I felt crazy. Insane. I felt madness overwhelm me. And I didn't feel safe anywhere. Not even within myself because I was the problem so how could I be safe? Emails were sent stating one thing (which ended up working in my favour during the worker's compensation process). I would then respond to this email which would then be met with "we never said that". The experience was a never-ending loop of being told I was too mentally ill to work and then being told they never said that, having work taken away because I was too loud and then being told they never did that. It was constant, overwhelming and almost, if I'm honest, life-ending.
I wanted to die. It's really hard to leave that crazy spiral. I couldn't get out of it. I wanted it to make sense and it was never going to make sense.
The first thing that helped was being told I actually wasn't mentally ill. I have mental health disorders but I wasn't clinically diagnosed as mentally ill.
The next was hearing the word "gaslighting". I Googled it in the doctor's office and we discussed the term together.
But I still felt crazy. They said I was crazy. I was nothing. I was nobody. I wasn't worth anything.

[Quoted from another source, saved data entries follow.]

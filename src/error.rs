// Failure taxonomy for tool dispatch.

use thiserror::Error;

/// Argument validation failure. Carries field-level detail so callers can
/// correct the request; always distinguishable from remote failures.
#[derive(Debug, Clone, PartialEq, Eq, Error)]
pub enum ArgumentError {
    /// A required field was absent and has no default.
    #[error("missing required field `{0}`")]
    MissingField(String),

    /// A supplied field did not match its declared type.
    #[error("field `{field}` expects {expected}, got {actual}")]
    TypeMismatch {
        field: String,
        expected: &'static str,
        actual: String,
    },
}

/// Everything that can go wrong while dispatching a tool call.
#[derive(Debug, Error)]
pub enum CallError {
    /// Requested tool is not in the catalog.
    #[error("Unknown tool: {0}")]
    UnknownTool(String),

    /// Arguments failed schema validation.
    #[error("Invalid arguments: {0}")]
    InvalidArguments(#[from] ArgumentError),

    /// The credential required by this tool was not supplied.
    #[error("{capability} API key not configured")]
    CredentialNotConfigured { capability: &'static str },

    /// A single outbound call failed (non-2xx or network-level).
    #[error("{0}")]
    Remote(String),

    /// Both tiers of the webcam fallback chain failed; both details are
    /// reported since either layer may be the real cause.
    #[error("Webcams API failed. v3: {v3}, v2: {v2}")]
    WebcamsUnavailable { v3: String, v2: String },
}
// Point forecast tool: single POST against the Windy point-forecast API.

use crate::args::ValidatedArgs;
use crate::catalog::{FieldSpec, FieldType, ToolDescriptor};
use crate::config::Credentials;
use crate::error::CallError;
use crate::protocol::CallToolResult;
use crate::tools::{pretty_body, ToolHandler, DEFAULT_API_BASE};
use serde::Deserialize;
use serde_json::json;
use url::Url;

pub struct ForecastTool {
    descriptor: ToolDescriptor,
    client: reqwest::Client,
    base: Url,
}

impl ForecastTool {
    pub fn new(client: reqwest::Client) -> Self {
        Self::with_base(
            client,
            Url::parse(DEFAULT_API_BASE).expect("default API base parses"),
        )
    }

    pub fn with_base(client: reqwest::Client, base: Url) -> Self {
        Self {
            descriptor: descriptor(),
            client,
            base,
        }
    }
}

fn descriptor() -> ToolDescriptor {
    ToolDescriptor {
        name: "get_point_forecast",
        description: "Get weather forecast data for a specific location using Windy.com API",
        fields: vec![
            FieldSpec::required("lat", FieldType::Number, "Latitude of the location"),
            FieldSpec::required("lon", FieldType::Number, "Longitude of the location"),
            FieldSpec::optional(
                "model",
                FieldType::Text,
                "Forecast model (e.g., gfs, ecmwf, iconEu). Defaults to gfs.",
                json!("gfs"),
            ),
            FieldSpec::optional(
                "parameters",
                FieldType::TextList,
                "List of weather parameters (e.g., temp, wind, rain, clouds). Defaults to common set.",
                json!(["temp", "wind", "rain", "clouds"]),
            ),
            FieldSpec::optional(
                "levels",
                FieldType::TextList,
                "List of levels (e.g., surface, 850h). Defaults to surface.",
                json!(["surface"]),
            ),
        ],
    }
}

#[derive(Debug, Deserialize)]
struct ForecastArgs {
    lat: f64,
    lon: f64,
    model: String,
    parameters: Vec<String>,
    levels: Vec<String>,
}

#[async_trait::async_trait]
impl ToolHandler for ForecastTool {
    fn descriptor(&self) -> &ToolDescriptor {
        &self.descriptor
    }

    async fn call(
        &self,
        args: ValidatedArgs,
        credentials: &Credentials,
    ) -> Result<CallToolResult, CallError> {
        let key = credentials
            .point_forecast
            .as_deref()
            .ok_or(CallError::CredentialNotConfigured {
                capability: "Point Forecast",
            })?;

        let args: ForecastArgs = args.decode()?;

        let url = self
            .base
            .join("/api/point-forecast/v2")
            .map_err(|e| CallError::Remote(e.to_string()))?;
        let body = json!({
            "lat": args.lat,
            "lon": args.lon,
            "model": args.model,
            "parameters": args.parameters,
            "levels": args.levels,
            "key": key,
        });

        let response = self
            .client
            .post(url)
            .json(&body)
            .send()
            .await
            .map_err(|e| CallError::Remote(e.to_string()))?;

        let status = response.status();
        let text = response
            .text()
            .await
            .map_err(|e| CallError::Remote(e.to_string()))?;

        if !status.is_success() {
            return Err(CallError::Remote(format!(
                "forecast request failed with status {}: {}",
                status.as_u16(),
                text
            )));
        }

        Ok(CallToolResult::text(pretty_body(&text)))
    }
}

#[cfg(test)]
mod tests {
    use super::*;
    use crate::args::validate;
    use crate::protocol::ToolContent;
    use wiremock::matchers::{body_json, method, path};
    use wiremock::{Mock, MockServer, ResponseTemplate};

    fn tool(server: &MockServer) -> ForecastTool {
        let client = reqwest::Client::new();
        ForecastTool::with_base(client, Url::parse(&server.uri()).unwrap())
    }

    fn credentials() -> Credentials {
        Credentials {
            point_forecast: Some("test_key".to_string()),
            webcams: None,
        }
    }

    fn validated(raw: serde_json::Value) -> ValidatedArgs {
        validate(&descriptor(), &raw).unwrap()
    }

    #[tokio::test]
    async fn sends_defaults_when_optionals_omitted() {
        let server = MockServer::start().await;

        Mock::given(method("POST"))
            .and(path("/api/point-forecast/v2"))
            .and(body_json(json!({
                "lat": 48.8566,
                "lon": 2.3522,
                "model": "gfs",
                "parameters": ["temp", "wind", "rain", "clouds"],
                "levels": ["surface"],
                "key": "test_key",
            })))
            .respond_with(ResponseTemplate::new(200).set_body_json(json!({ "result": "success" })))
            .expect(1)
            .mount(&server)
            .await;

        let result = tool(&server)
            .call(validated(json!({ "lat": 48.8566, "lon": 2.3522 })), &credentials())
            .await
            .unwrap();

        let ToolContent::Text { text } = &result.content[0];
        assert_eq!(text, "{\n  \"result\": \"success\"\n}");
    }

    #[tokio::test]
    async fn explicit_values_are_not_overridden() {
        let server = MockServer::start().await;

        Mock::given(method("POST"))
            .and(path("/api/point-forecast/v2"))
            .and(body_json(json!({
                "lat": 48.8566,
                "lon": 2.3522,
                "model": "ecmwf",
                "parameters": ["temp", "wind"],
                "levels": ["surface"],
                "key": "test_key",
            })))
            .respond_with(ResponseTemplate::new(200).set_body_json(json!({ "result": "success" })))
            .expect(1)
            .mount(&server)
            .await;

        tool(&server)
            .call(
                validated(json!({
                    "lat": 48.8566,
                    "lon": 2.3522,
                    "model": "ecmwf",
                    "parameters": ["temp", "wind"],
                })),
                &credentials(),
            )
            .await
            .unwrap();
    }

    #[tokio::test]
    async fn missing_credential_fails_before_any_request() {
        let server = MockServer::start().await;

        Mock::given(method("POST"))
            .respond_with(ResponseTemplate::new(200))
            .expect(0)
            .mount(&server)
            .await;

        let err = tool(&server)
            .call(
                validated(json!({ "lat": 1.0, "lon": 2.0 })),
                &Credentials::default(),
            )
            .await
            .unwrap_err();

        assert!(matches!(
            err,
            CallError::CredentialNotConfigured { capability: "Point Forecast" }
        ));
    }

    #[tokio::test]
    async fn non_2xx_is_a_remote_failure_without_retry() {
        let server = MockServer::start().await;

        Mock::given(method("POST"))
            .and(path("/api/point-forecast/v2"))
            .respond_with(
                ResponseTemplate::new(500).set_body_json(json!({ "error": "upstream down" })),
            )
            .expect(1)
            .mount(&server)
            .await;

        let err = tool(&server)
            .call(validated(json!({ "lat": 1.0, "lon": 2.0 })), &credentials())
            .await
            .unwrap_err();

        match err {
            CallError::Remote(detail) => {
                assert!(detail.contains("500"));
                assert!(detail.contains("upstream down"));
            }
            other => panic!("expected Remote, got {other:?}"),
        }
    }
}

And then my daughter came home with advertising material of theirs. I lost it for a day or two and then I looked at it and thought of what my abusers wanted. They bullied me. They abused me. They harassed me. They gaslit me. They wanted me to be in the wrong. They wanted me to be crazy. They didn't want to pay a legal wage. They wanted anybody who had a voice to go away. And fuck that.
I don't like doing what people want me to do. I will deliberately do the exact opposite. It's just who I am. But I spent years doing what they wanted me to do. I thought I was powerless to them. I thought their voices were the truth. And then it hit me. Even if that's true, even if I am too mentally ill to work, why am I even listening to them?
Are they kind, empathetic people? Do they have my best interests at heart? Does their opinion matter to me?
It's tough to have these thoughts while it's happening but it's not impossible to change your thoughts after the fact. And once it's clear who your abusers are it's really bloody easy. For me, a switch flipped in my mind and I was done. It didn't matter what they had said. It wouldn't even matter if I ran into them because they weren't anything to me anymore. In fact, once that switch turned, I could find them laughable. We joke about them now. I'm not scared to talk about them and what happened. My lawyer, doctors and I joke about how stupid they actually are.
I once thought it was a detriment that they were so known in my community but here's the thing -- they are known but they are not remembered nicely. When people ask me about working there they share their own stories about these men. So many people have been affected by these two that it actually helps to hear strangers consider them a laughing stock as well.
But, I guess, the best thing was to know what I encountered was real. Gaslighting is real and it is insidious. You are not crazy and you are not alone.